◆ **Work instruction**
Pick out and copy every line below that has the word "used".

--- START ---

//! Post models

use serde::{Deserialize, Deserializer, Serialize};

/// A post as shown in the listing
#[derive(Debug, Clone, PartialEq, Serialize, Deserialize)]
pub struct PostSummary {
    /// Unique identifier, used as route and list key
    pub uid: String,

    /// First publication timestamp (ISO-8601)
    pub first_publication_date: Option<String>,

    pub title: String,

    pub subtitle: String,

    pub author: String,
}

/// A full post as shown on its own page
#[derive(Debug, Clone, PartialEq, Serialize, Deserialize)]
pub struct PostDetail {
    /// Unique identifier, used as route key
    pub uid: String,

    /// First publication timestamp (ISO-8601)
    pub first_publication_date: Option<String>,

    pub title: String,

    /// Banner image URL
    pub banner: String,

    pub author: String,

    /// Rich-text content in document order
    pub content: Vec<ContentBlock>,
}

/// A `{heading, body}` unit of a post's rich text
#[derive(Debug, Clone, PartialEq, Serialize, Deserialize, Default)]
pub struct ContentBlock {
    #[serde(default, deserialize_with = "null_as_empty")]
    pub heading: String,

    #[serde(default)]
    pub body: Vec<RichTextSpan>,
}

impl ContentBlock {
    /// Body rendered to plain text, fragments joined by a single space
    pub fn body_text(&self) -> String {
        self.body
            .iter()
            .map(|span| span.text.as_str())
            .collect::<Vec<_>>()
            .join(" ")
    }
}

/// One rich-text fragment (paragraph, list item, ...)
#[derive(Debug, Clone, PartialEq, Serialize, Deserialize, Default)]
pub struct RichTextSpan {
    #[serde(rename = "type", default)]
    pub kind: String,

    #[serde(default, deserialize_with = "null_as_empty")]
    pub text: String,
}

impl RichTextSpan {
    pub fn paragraph(text: &str) -> Self {
        Self {
            kind: "paragraph".to_string(),
            text: text.to_string(),
        }
    }
}

/// One page of listing results together with its cursor
#[derive(Debug, Clone, PartialEq, Serialize, Deserialize, Default)]
pub struct PostPage {
    pub results: Vec<PostSummary>,

    /// URL of the next page; absent on the last page
    #[serde(default, deserialize_with = "cursor")]
    pub next_page: Option<String>,
}

/// Treat `null` text fields the same as missing ones
pub(crate) fn null_as_empty<'de, D>(deserializer: D) -> Result<String, D::Error>
where
    D: Deserializer<'de>,
{
    Ok(Option::<String>::deserialize(deserializer)?.unwrap_or_default())
}

/// An empty cursor means there is no next page
pub(crate) fn cursor<'de, D>(deserializer: D) -> Result<Option<String>, D::Error>
where
    D: Deserializer<'de>,
{
    let value = Option::<String>::deserialize(deserializer)?;
    Ok(value.filter(|url| !url.trim().is_empty()))
}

--- END ---

◆ **Your solution**
    /// Unique identifier, used as route and list key
    /// Unique identifier, used as route key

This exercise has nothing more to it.